Data section Block Start
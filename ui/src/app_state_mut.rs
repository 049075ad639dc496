//! Defines the mutable, reactive state for the application's UI.

use api::Asset;
use api::AssetView;
use api::Notification;
use dioxus::prelude::*;

use crate::compat;

/// A notification waiting to be dismissed.
#[derive(Clone, PartialEq, Debug)]
pub struct Toast {
    pub id: u64,
    pub notification: Notification,
}

/// A reactive state provided as a Dioxus context for mutable UI data.
///
/// This struct holds `Signal`s that the store writes into and the screens
/// read from, so every reload triggers an automatic re-render. It is the
/// store's [`AssetView`].
#[derive(Clone, Copy)]
pub struct AppStateMut {
    /// The last snapshot the store loaded.
    pub assets: Signal<Vec<Asset>>,
    /// Notifications currently on screen, oldest first.
    pub toasts: Signal<Vec<Toast>>,
    toast_seq: Signal<u64>,
}

impl AppStateMut {
    pub fn dismiss(&self, id: u64) {
        let mut toasts = self.toasts;
        toasts.write().retain(|toast| toast.id != id);
    }
}

/// Creates the signals backing [`AppStateMut`] in the calling component.
pub fn use_app_state_mut() -> AppStateMut {
    AppStateMut {
        assets: use_signal(Vec::new),
        toasts: use_signal(Vec::new),
        toast_seq: use_signal(|| 0),
    }
}

impl AssetView for AppStateMut {
    fn render(&self, assets: &[Asset]) {
        let mut signal = self.assets;
        signal.set(assets.to_vec());
    }

    fn notify(&self, notification: Notification) {
        if notification.kind.is_error() {
            dioxus_logger::tracing::warn!("notify: {}", notification.message);
        } else {
            dioxus_logger::tracing::info!("notify: {}", notification.message);
        }

        let mut seq = self.toast_seq;
        let id = *seq.peek();
        seq.set(id + 1);

        let mut toasts = self.toasts;
        toasts.write().push(Toast { id, notification });
    }

    async fn confirm(&self, prompt: &str) -> bool {
        compat::confirm(prompt).await
    }
}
Data section Block End
**Exercise details**: Find how many lines of the entries include the word "self". The number is the entire reply.

**Response**: 8